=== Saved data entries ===
—————

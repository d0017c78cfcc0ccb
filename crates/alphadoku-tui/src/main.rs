mod animations;
mod app;
mod playback;
mod render;
mod theme;

use alphadoku_core::{MutationEvent, Puzzle, PuzzleError, Solution, Solver, Strategy};
use app::App;
use clap::Parser;
use crossterm::{
    event::{self, Event, KeyCode, KeyModifiers},
    execute,
    terminal::{disable_raw_mode, enable_raw_mode, EnterAlternateScreen, LeaveAlternateScreen},
};
use serde::Serialize;
use std::io::{self, IsTerminal, Write};
use std::path::PathBuf;
use std::time::{Duration, Instant};
use theme::Theme;
use tracing::debug;
use tracing_subscriber::EnvFilter;

/// Fills an N×N grid from an N-symbol alphabet so that no symbol repeats in
/// any row, column, or sub-block, then replays the search animated.
#[derive(Parser, Debug)]
#[command(name = "alphadoku", version, about = "Animated letter-sudoku grid filler")]
struct Cli {
    /// Grid edge length.
    #[arg(short = 'n', long, default_value_t = 9)]
    size: usize,

    /// Symbols to fill with, in trial order; defaults to the first N latin
    /// letters.
    #[arg(short, long)]
    alphabet: Option<String>,

    /// Cell-location strategy for the backtracking search.
    #[arg(short, long, default_value_t = Strategy::DepthFirst)]
    strategy: Strategy,

    /// Milliseconds between replayed mutations.
    #[arg(long, default_value_t = 100)]
    speed: u64,

    /// Print the solved grid without the animated replay.
    #[arg(long, default_value_t = false)]
    plain: bool,

    /// Color theme (dark, light, high-contrast).
    #[arg(long, default_value = "dark")]
    theme: String,

    /// Write the mutation trace to this path as JSON.
    #[arg(long)]
    export_trace: Option<PathBuf>,
}

/// On-disk form of an exported trace.
#[derive(Serialize)]
struct TraceExport<'a> {
    size: usize,
    alphabet: String,
    strategy: Strategy,
    solve_micros: u128,
    events: &'a [MutationEvent],
}

fn main() -> io::Result<()> {
    let cli = Cli::parse();

    tracing_subscriber::fmt()
        .with_env_filter(EnvFilter::from_default_env())
        .with_writer(io::stderr)
        .init();

    let puzzle = match build_puzzle(&cli) {
        Ok(puzzle) => puzzle,
        Err(e) => {
            eprintln!("Error: {e}");
            std::process::exit(2);
        }
    };
    let Some(theme) = Theme::by_name(&cli.theme) else {
        eprintln!("Error: unknown theme {:?} (dark, light, high-contrast)", cli.theme);
        std::process::exit(2);
    };

    let solver = Solver::new(cli.strategy);
    let started = Instant::now();
    let Some(solution) = solver.solve(&puzzle) else {
        println!("No solution found.");
        std::process::exit(1);
    };
    let solve_time = started.elapsed();
    debug!(
        events = solution.trace.len(),
        micros = solve_time.as_micros() as u64,
        "solve finished"
    );

    if let Some(path) = &cli.export_trace {
        export_trace(path, &cli, &puzzle, &solution, solve_time)?;
    }

    if cli.plain || !io::stdout().is_terminal() {
        print_summary(&cli, &solution, solve_time);
        return Ok(());
    }

    let mut app = App::new(
        &solution,
        cli.strategy,
        solve_time,
        Duration::from_millis(cli.speed),
        theme,
    );

    // Setup terminal
    enable_raw_mode()?;
    let mut stdout = io::stdout();
    execute!(stdout, EnterAlternateScreen)?;

    // Run the replay
    let result = run_app(&mut stdout, &mut app);

    // Restore terminal
    disable_raw_mode()?;
    execute!(stdout, LeaveAlternateScreen)?;

    if let Err(e) = result {
        eprintln!("Error: {}", e);
    }

    print_summary(&cli, &solution, solve_time);
    Ok(())
}

fn run_app(stdout: &mut io::Stdout, app: &mut App) -> io::Result<()> {
    let mut last_tick = Instant::now();

    loop {
        let tick_rate = app.get_tick_rate();

        // Render
        render::render(stdout, app)?;
        stdout.flush()?;

        // Handle input with timeout for replay updates
        let timeout = tick_rate.saturating_sub(last_tick.elapsed());
        if event::poll(timeout.min(Duration::from_millis(33)))? {
            if let Event::Key(key) = event::read()? {
                // Handle Ctrl+C
                if key.modifiers.contains(KeyModifiers::CONTROL) && key.code == KeyCode::Char('c') {
                    break;
                }

                match app.handle_key(key) {
                    app::AppAction::Continue => {}
                    app::AppAction::Quit => break,
                }
            }
        }

        // Advance the replay
        if last_tick.elapsed() >= tick_rate {
            app.tick();
            last_tick = Instant::now();
        }
    }

    Ok(())
}

fn build_puzzle(cli: &Cli) -> Result<Puzzle, PuzzleError> {
    match &cli.alphabet {
        Some(symbols) => Puzzle::new(cli.size, symbols.parse()?),
        None => Puzzle::with_latin_alphabet(cli.size),
    }
}

fn export_trace(
    path: &PathBuf,
    cli: &Cli,
    puzzle: &Puzzle,
    solution: &Solution,
    solve_time: Duration,
) -> io::Result<()> {
    let export = TraceExport {
        size: puzzle.size(),
        alphabet: puzzle.alphabet().to_string(),
        strategy: cli.strategy,
        solve_micros: solve_time.as_micros(),
        events: solution.trace.events(),
    };
    let json = serde_json::to_string_pretty(&export).map_err(io::Error::other)?;
    std::fs::write(path, json)?;
    debug!(path = %path.display(), "trace exported");
    Ok(())
}

fn print_summary(cli: &Cli, solution: &Solution, solve_time: Duration) {
    let n = solution.grid.size();
    println!("{}", solution.grid);
    println!(
        "{n}×{n} grid filled with strategy {} in {:.6} s ({} mutations, {} of them reversions)",
        cli.strategy,
        solve_time.as_secs_f64(),
        solution.trace.len(),
        solution
            .trace
            .iter()
            .filter(|e| e.value.is_none())
            .count()
    );
}
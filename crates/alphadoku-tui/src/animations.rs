use crossterm::style::Color;
use rand::Rng;

/// Frames the completion sweep runs before settling.
const FLASH_FRAMES: u32 = 90;

/// Visual style of the completion sweep.
#[derive(Clone, Copy)]
pub enum FlashStyle {
    /// Diagonal color wave across the grid
    Wave,
    /// Whole grid cycles through hues together
    Pulse,
    /// Hue striped by column
    Rainbow,
}

impl FlashStyle {
    pub fn random() -> Self {
        let mut rng = rand::thread_rng();
        match rng.gen_range(0..3) {
            0 => FlashStyle::Wave,
            1 => FlashStyle::Pulse,
            _ => FlashStyle::Rainbow,
        }
    }
}

/// Short color animation played over the grid once the replay completes.
pub struct SolveFlash {
    style: FlashStyle,
    frame: u32,
}

impl Default for SolveFlash {
    fn default() -> Self {
        Self::new()
    }
}

impl SolveFlash {
    pub fn new() -> Self {
        Self {
            style: FlashStyle::random(),
            frame: 0,
        }
    }

    /// Advance one frame.
    pub fn update(&mut self) {
        if self.frame < FLASH_FRAMES {
            self.frame += 1;
        }
    }

    pub fn is_done(&self) -> bool {
        self.frame >= FLASH_FRAMES
    }

    /// Color for a cell this frame; falls back to `settled` once done.
    pub fn cell_color(&self, row: usize, col: usize, size: usize, settled: Color) -> Color {
        if self.is_done() {
            return settled;
        }
        let t = self.frame as f32 * 0.03;
        let span = (2 * size.max(1)) as f32;
        let hue = match self.style {
            FlashStyle::Wave => (row + col) as f32 / span + t,
            FlashStyle::Pulse => t,
            FlashStyle::Rainbow => col as f32 / size.max(1) as f32 + t * 0.5,
        };
        hue_to_rgb(hue % 1.0)
    }
}

/// Convert hue (0.0-1.0) to RGB color
pub fn hue_to_rgb(hue: f32) -> Color {
    let h = hue * 6.0;
    let x = (1.0 - (h % 2.0 - 1.0).abs()) * 255.0;

    let (r, g, b) = match h as i32 % 6 {
        0 => (255, x as u8, 0),
        1 => (x as u8, 255, 0),
        2 => (0, 255, x as u8),
        3 => (0, x as u8, 255),
        4 => (x as u8, 0, 255),
        _ => (255, 0, x as u8),
    };

    Color::Rgb { r, g, b }
}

—————

=== THE PROBLEM ===
With "KeyCode" as the string to match, show every line of the entries above that has it.

=== EXERCISE ANSWER ===
    event::{self, Event, KeyCode, KeyModifiers},
                if key.modifiers.contains(KeyModifiers::CONTROL) && key.code == KeyCode::Char('c') {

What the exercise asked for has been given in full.